On Jan 17, 7:38am, botp [email protected] wrote:
(?<n_shares> \d+\.\d{4} )\s+
something like
_,:name,:n_shares,:opened = regex.match(line).to_a
or
_,:name,:n_shares,:opened = *regex.match(line)
best regards -botp
Hi botp,
Thanks for that very interesting approach. It’s beautifully
succinct. I tried running it on my WinXP-Pro/SP3 machine running Ruby
1.8.6 and was unsuccessful in running your example. I probably
overlooked some detail, for which I apologize.
Here’s what I ran:
_, :name, :shares, :opened_MDY, :closed_MDY, :proceeds, :cost, :gainLoss
= regex.match(line).to_a
I got:
ProcessTaxData.rb:116: syntax error, unexpected ‘,’, expecting tCOLON2
or ‘[’ or ‘.’
_, :name, :shares, :opened_MDY, :closed_MDY, :proceeds, :cost, :gainLoss
= regex.match(line).to_a
^
I ran this in SciTE 1.74, where the output is rendered in monotype
font, I believe. So SciTE actually displayed the “^” under the “m” of
the “:name” symbol, despite the rendering above.

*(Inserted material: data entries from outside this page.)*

//! Reconciler - one full pass from definition tree to remote service

use declarative::{
    ApplyResult, ExecuteError, ExecuteOptions, ExecuteSummary, FailureClassifier,
    ProgressCallback, ResourceDiff, StageReport, execute,
};
use serde::Serialize;
use std::path::PathBuf;

use super::inspector::RemoteInspector;
use super::planner::build_filtered;
use super::{Kind, PackagePolicy};
use crate::definitions::{self, LoadError};
use crate::resource::Target;

/// Options for a reconciliation pass
#[derive(Debug, Clone, Default)]
pub struct ReconcileOptions {
    pub package_policy: PackagePolicy,
    /// Inspect and decide, but issue no mutating call
    pub dry_run: bool,
    /// Restrict the pass to `kind` or `kind.name`
    pub target: Option<String>,
}

/// Outcome of a reconciliation pass
#[derive(Debug, Clone, Default, Serialize)]
pub struct ReconcileReport {
    pub dry_run: bool,
    #[serde(flatten)]
    pub summary: ExecuteSummary,
}

impl ReconcileReport {
    pub fn created(&self) -> usize {
        self.summary.created
    }

    pub fn recreated(&self) -> usize {
        self.summary.recreated
    }

    /// Resources already registered and left alone
    pub fn unchanged(&self) -> usize {
        self.summary.no_change
    }

    /// Resources not applied: unsupported, or skipped by a dry run
    pub fn skipped(&self) -> usize {
        self.summary.skipped + self.summary.unsupported
    }

    pub fn failed(&self) -> usize {
        self.summary.failed
    }

    pub fn warnings(&self) -> &[String] {
        &self.summary.warnings
    }

    pub fn stages(&self) -> &[StageReport] {
        &self.summary.stages
    }

    pub fn is_success(&self) -> bool {
        self.summary.is_success()
    }

    /// Ids of the resources that failed, as `kind.name`
    pub fn failures(&self) -> Vec<String> {
        self.stages()
            .iter()
            .flat_map(|s| {
                s.outcomes
                    .iter()
                    .filter(|o| !o.result.is_success())
                    .map(move |o| format!("{}.{}", s.kind, o.resource_id))
            })
            .collect()
    }
}

/// Errors that end a pass early
#[derive(Debug, thiserror::Error)]
pub enum ReconcileError {
    /// The definition tree could not be loaded; nothing was sent
    #[error("failed to load definitions")]
    Load(#[from] LoadError),

    #[error("{0}")]
    InvalidTarget(String),

    /// The service could not be reached or refused our credentials
    ///
    /// Resources applied before the failure stay applied.
    #[error("remote service unavailable while reconciling {kind}: {error:#}")]
    RemoteUnavailable {
        kind: String,
        error: anyhow::Error,
        report: Box<ReconcileReport>,
    },
}

impl ReconcileError {
    /// Report of the work done before the pass stopped, if any was attempted
    pub fn partial_report(&self) -> Option<&ReconcileReport> {
        match self {
            Self::RemoteUnavailable { report, .. } => Some(report),
            _ => None,
        }
    }
}

/// Only transport and authentication failures stop a pass
///
/// Anything else (a rejected script, a name conflict) is specific to one
/// resource and recorded against it.
pub struct UnavailableIsFatal;

impl FailureClassifier for UnavailableIsFatal {
    fn is_fatal(&self, error: &anyhow::Error) -> bool {
        error
            .downcast_ref::<rawkit::Error>()
            .is_some_and(rawkit::Error::is_unavailable)
    }
}

/// Progress callback that reports through the `log` facade
#[derive(Debug, Default)]
pub struct LogProgress;

impl ProgressCallback for LogProgress {
    fn on_stage_start(&mut self, kind: &str, count: usize) {
        log::debug!("reconciling {count} {kind}(s)");
    }

    fn on_resource_start(&mut self, diff: &ResourceDiff) {
        log::trace!("{}: {:?}", diff.description, diff.action);
    }

    fn on_resource_complete(&mut self, diff: &ResourceDiff, result: &ApplyResult) {
        let (kind, id) = (&diff.resource_type, &diff.resource_id);
        match result {
            ApplyResult::NoChange => log::debug!("{kind} '{id}' already registered, skipping"),
            ApplyResult::Created | ApplyResult::Recreated => {}
            ApplyResult::Unsupported { reason } => log::warn!("skipping {kind} '{id}': {reason}"),
            ApplyResult::Failed { error } => log::error!("failed to apply {kind} '{id}': {error}"),
            ApplyResult::Skipped { reason } => log::debug!("{kind} '{id}' not applied: {reason}"),
        }
    }

    fn on_stage_complete(&mut self, kind: &str) {
        log::debug!("{kind} stage complete");
    }
}

/// Brings the remote service in line with a definition tree
///
/// The backend is borrowed for the duration of the reconciler; every pass
/// loads the tree and lists remote state afresh.
pub struct Reconciler<'a> {
    backend: &'a Target,
    root: PathBuf,
    options: ReconcileOptions,
}

impl<'a> Reconciler<'a> {
    pub fn new(backend: &'a Target, root: impl Into<PathBuf>, options: ReconcileOptions) -> Self {
        Self {
            backend,
            root: root.into(),
            options,
        }
    }

    /// Run one pass, reporting progress through the log
    pub fn run(&self) -> Result<ReconcileReport, ReconcileError> {
        self.run_with(&mut LogProgress)
    }

    /// Run one pass with a custom progress callback
    pub fn run_with<P: ProgressCallback + ?Sized>(
        &self,
        progress: &mut P,
    ) -> Result<ReconcileReport, ReconcileError> {
        let defs = definitions::load(&self.root)?;

        let plan = build_filtered(
            &defs,
            self.options.package_policy,
            self.options.target.as_deref(),
        )
        .map_err(|e| ReconcileError::InvalidTarget(e.to_string()))?;

        if plan.is_empty() {
            log::info!("nothing declared under {}", self.root.display());
        }

        let opts = ExecuteOptions {
            dry_run: self.options.dry_run,
        };
        let dry_run = self.options.dry_run;

        match execute(
            &plan,
            self.backend,
            &opts,
            &RemoteInspector,
            &UnavailableIsFatal,
            progress,
        ) {
            Ok(summary) => Ok(ReconcileReport { dry_run, summary }),
            Err(err) => {
                let kind = Kind::from_alias(err.stage()).map_or_else(
                    || err.stage().to_string(),
                    |k| k.label().to_lowercase(),
                );
                let (error, summary) = match err {
                    ExecuteError::Inspect { error, summary, .. }
                    | ExecuteError::Aborted { error, summary, .. } => (error, *summary),
                };
                Err(ReconcileError::RemoteUnavailable {
                    kind,
                    error,
                    report: Box::new(ReconcileReport { dry_run, summary }),
                })
            }
        }
    }
}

While the symbols didn’t work, using local variables did in this
simple test:
string = “abc 123x45”
regex = /(\w+)\s*(\d+)/
puts “Test 1”
_, @x, @y = regex.match(string).to_a
puts @x, @y # => abc and 123 on successive lines
Do you have a working example with symbols you could provide me? And
what version of Ruby ran it?
Again, thanks for helping with my Ruby education.